Diversification Opportunities for Coca Cola and DOMTAR
Weak diversification
The 3 months correlation between Coca and DOMTAR is 0.35. Overlapping area represents the amount of risk that can be diversified away by holding The Coca Cola and DOMTAR P 625 in the same portfolio, assuming nothing else is changed. The correlation between historical prices or returns on DOMTAR P 625 and Coca Cola is a relative statistical measure of the degree to which these equity instruments tend to move together. The correlation coefficient measures the extent to which returns on The Coca Cola are associated (or correlated) with DOMTAR. Values of the correlation coefficient range from -1 to +1, where. The correlation of zero (0) is possible when the price movement of DOMTAR P 625 has no effect on the direction of Coca Cola i.e., Coca Cola and DOMTAR go up and down completely randomly.

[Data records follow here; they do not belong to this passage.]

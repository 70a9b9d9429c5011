//! Built-in string conversions for scalar shapes and durations.

use std::time::Duration;

use serde_json::{Number, Value};
use thiserror::Error;

use crate::shape::Primitive;

/// Failure of a built-in conversion.
#[derive(Debug, Error, PartialEq, Eq)]
pub enum ParseError {
    /// Input is not a well-formed literal of the requested kind.
    #[error("invalid {kind} literal `{input}`")]
    Syntax {
        /// Literal kind, e.g. `integer`.
        kind: &'static str,
        /// Offending input.
        input: String,
    },

    /// Input is well formed but does not fit the target type.
    #[error("`{input}` is out of range for {target}")]
    Range {
        /// Target type name, e.g. `u8`.
        target: String,
        /// Offending input.
        input: String,
    },
}

impl ParseError {
    fn syntax(kind: &'static str, input: &str) -> Self {
        Self::Syntax {
            kind,
            input: input.to_owned(),
        }
    }

    fn range(target: String, input: &str) -> Self {
        Self::Range {
            target,
            input: input.to_owned(),
        }
    }
}

/// Parses `text` according to a built-in scalar rule.
///
/// Integers accept an optional sign and the `0x`, `0o`, `0b` and leading `0`
/// (octal) prefixes; `_` separators are allowed only after a prefix.
/// Booleans accept `1 t T TRUE true True` and `0 f F FALSE false False`.
///
/// # Errors
///
/// Returns [`ParseError::Syntax`] for malformed input and
/// [`ParseError::Range`] when the value does not fit the bit width.
pub fn parse_primitive(primitive: Primitive, text: &str) -> Result<Value, ParseError> {
    match primitive {
        Primitive::Int { bits } => parse_int(text, bits).map(Value::from),
        Primitive::Uint { bits } => parse_uint(text, bits).map(Value::from),
        Primitive::Float { bits } => parse_float(text, bits),
        Primitive::Bool => parse_bool(text).map(Value::Bool),
        Primitive::String => Ok(Value::String(text.to_owned())),
    }
}

fn parse_int(text: &str, bits: u32) -> Result<i64, ParseError> {
    let (negative, digits) = match text.as_bytes().first() {
        Some(b'-') => (true, &text[1..]),
        Some(b'+') => (false, &text[1..]),
        _ => (false, text),
    };
    let magnitude = parse_magnitude(digits, text, bits, "i")?;
    let value = if negative {
        0i64.checked_sub_unsigned(magnitude)
    } else {
        i64::try_from(magnitude).ok()
    };
    let shift = 64 - bits;
    value
        .filter(|v| (i64::MIN >> shift..=i64::MAX >> shift).contains(v))
        .ok_or_else(|| ParseError::range(format!("i{bits}"), text))
}

fn parse_uint(text: &str, bits: u32) -> Result<u64, ParseError> {
    if text.starts_with(['+', '-']) {
        return Err(ParseError::syntax("unsigned integer", text));
    }
    let value = parse_magnitude(text, text, bits, "u")?;
    if value > u64::MAX >> (64 - bits) {
        return Err(ParseError::range(format!("u{bits}"), text));
    }
    Ok(value)
}

fn parse_magnitude(digits: &str, input: &str, bits: u32, sign: &str) -> Result<u64, ParseError> {
    let lower = digits.get(..2).map(str::to_ascii_lowercase);
    let (radix, body, prefixed) = match lower.as_deref() {
        Some("0x") => (16, &digits[2..], true),
        Some("0o") => (8, &digits[2..], true),
        Some("0b") => (2, &digits[2..], true),
        _ if digits.len() > 1 && digits.starts_with('0') => (8, &digits[1..], true),
        _ => (10, digits, false),
    };

    if body.contains('_') && (!prefixed || body.ends_with('_') || body.contains("__")) {
        return Err(ParseError::syntax("integer", input));
    }
    let cleaned: String = body.chars().filter(|c| *c != '_').collect();
    if cleaned.is_empty() || !cleaned.chars().all(|c| c.is_digit(radix)) {
        return Err(ParseError::syntax("integer", input));
    }
    u64::from_str_radix(&cleaned, radix)
        .map_err(|_| ParseError::range(format!("{sign}{bits}"), input))
}

fn parse_float(text: &str, bits: u32) -> Result<Value, ParseError> {
    let value = if bits == 32 {
        text.parse::<f32>().map(f64::from)
    } else {
        text.parse::<f64>()
    }
    .map_err(|_| ParseError::syntax("float", text))?;
    Number::from_f64(value)
        .map(Value::Number)
        .ok_or_else(|| ParseError::range(format!("f{bits}"), text))
}

fn parse_bool(text: &str) -> Result<bool, ParseError> {
    match text {
        "1" | "t" | "T" | "TRUE" | "true" | "True" => Ok(true),
        "0" | "f" | "F" | "FALSE" | "false" | "False" => Ok(false),
        _ => Err(ParseError::syntax("boolean", text)),
    }
}

/// Parses a duration such as `150ms`, `10s`, `1h30m` or a plain number of seconds.
///
/// Units are `ns`, `us` (or `µs`), `ms`, `s`, `m` and `h`; components may carry
/// a fractional part.
///
/// # Errors
///
/// Returns [`ParseError::Syntax`] for malformed input and
/// [`ParseError::Range`] when the total overflows a [`Duration`].
pub fn parse_duration(text: &str) -> Result<Duration, ParseError> {
    let text = text.trim();
    if !text.is_empty() && text.bytes().all(|b| b.is_ascii_digit()) {
        return text
            .parse::<u64>()
            .map(Duration::from_secs)
            .map_err(|_| ParseError::range("Duration".into(), text));
    }

    let mut rest = text;
    let mut total = Duration::ZERO;
    if rest.is_empty() {
        return Err(ParseError::syntax("duration", text));
    }
    while !rest.is_empty() {
        let split = rest
            .find(|c: char| !(c.is_ascii_digit() || c == '.'))
            .ok_or_else(|| ParseError::syntax("duration", text))?;
        let (number, tail) = rest.split_at(split);
        let unit_len = tail
            .find(|c: char| c.is_ascii_digit() || c == '.')
            .unwrap_or(tail.len());
        let (unit, tail) = tail.split_at(unit_len);

        let amount: f64 = number
            .parse()
            .map_err(|_| ParseError::syntax("duration", text))?;
        let scale = match unit {
            "ns" => 1e-9,
            "us" | "µs" => 1e-6,
            "ms" => 1e-3,
            "s" => 1.0,
            "m" => 60.0,
            "h" => 3600.0,
            _ => return Err(ParseError::syntax("duration", text)),
        };
        let part = Duration::try_from_secs_f64(amount * scale)
            .map_err(|_| ParseError::range("Duration".into(), text))?;
        total = total
            .checked_add(part)
            .ok_or_else(|| ParseError::range("Duration".into(), text))?;
        rest = tail;
    }
    Ok(total)
}

#[cfg(test)]
mod tests {
    use super::*;

    fn int(text: &str, bits: u32) -> Result<Value, ParseError> {
        parse_primitive(Primitive::Int { bits }, text)
    }

    fn uint(text: &str, bits: u32) -> Result<Value, ParseError> {
        parse_primitive(Primitive::Uint { bits }, text)
    }

    #[test]
    fn integers_honour_prefixes() {
        assert_eq!(int("42", 64).unwrap(), 42);
        assert_eq!(int("-0x1F", 64).unwrap(), -31);
        assert_eq!(int("0o17", 64).unwrap(), 15);
        assert_eq!(int("017", 64).unwrap(), 15);
        assert_eq!(int("0b1010", 64).unwrap(), 10);
        assert_eq!(int("0x_ff_ff", 64).unwrap(), 65535);
        assert_eq!(int("0", 8).unwrap(), 0);
        assert_eq!(int("-9223372036854775808", 64).unwrap(), i64::MIN);
    }

    #[test]
    fn integers_reject_bad_digits_and_separators() {
        for input in ["", "-", "12a", "1_000", "0x", "0x1__0", "0x1_", "09", "1.5"] {
            let err = int(input, 64).expect_err(input);
            assert!(matches!(err, ParseError::Syntax { .. }), "{input}");
        }
    }

    #[test]
    fn range_errors_name_the_type() {
        let err = int("128", 8).expect_err("i8 overflow");
        assert_eq!(err.to_string(), "`128` is out of range for i8");
        assert_eq!(int("-128", 8).unwrap(), -128);

        let err = uint("256", 8).expect_err("u8 overflow");
        assert!(matches!(err, ParseError::Range { ref target, .. } if target == "u8"));
        assert_eq!(uint("0xFFFFFFFFFFFFFFFF", 64).unwrap(), u64::MAX);
        assert!(uint("-1", 64).is_err());
        assert!(uint("+1", 64).is_err());
    }

    #[test]
    fn floats_and_bools() {
        let value = parse_primitive(Primitive::Float { bits: 64 }, "2.5e3").unwrap();
        assert_eq!(value.as_f64(), Some(2500.0));
        assert!(parse_primitive(Primitive::Float { bits: 64 }, "inf").is_err());
        assert!(parse_primitive(Primitive::Float { bits: 32 }, "1e39").is_err());

        for input in ["1", "t", "T", "TRUE", "true", "True"] {
            assert_eq!(parse_primitive(Primitive::Bool, input).unwrap(), true);
        }
        for input in ["0", "f", "F", "FALSE", "false", "False"] {
            assert_eq!(parse_primitive(Primitive::Bool, input).unwrap(), false);
        }
        assert!(parse_primitive(Primitive::Bool, "yes").is_err());
    }

    #[test]
    fn durations() {
        assert_eq!(parse_duration("150ms").unwrap(), Duration::from_millis(150));
        assert_eq!(parse_duration("10s").unwrap(), Duration::from_secs(10));
        assert_eq!(parse_duration("5m").unwrap(), Duration::from_secs(300));
        assert_eq!(parse_duration("1h30m").unwrap(), Duration::from_secs(5400));
        assert_eq!(parse_duration("1.5s").unwrap(), Duration::from_millis(1500));
        assert_eq!(parse_duration(" 30 ").unwrap(), Duration::from_secs(30));
        for input in ["", "ms", "5x", "1h30", "--1s"] {
            assert!(parse_duration(input).is_err(), "{input}");
        }
    }
}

Pair Corralation between Coca Cola and DOMTAR
Allowing for the 90-day total investment horizon The Coca Cola is expected to generate 0.28 times more return on investment than DOMTAR. However, The Coca Cola is 3.57 times less risky than DOMTAR. It trades about -0.1 of its potential returns per unit of risk. DOMTAR P 625 is currently generating about -0.04 per unit of risk. If you would invest 6,291 in The Coca Cola on October 11, 2024 and sell it today you would lose (120.00) from holding The Coca Cola or give up 1.91% of portfolio value over 90 days.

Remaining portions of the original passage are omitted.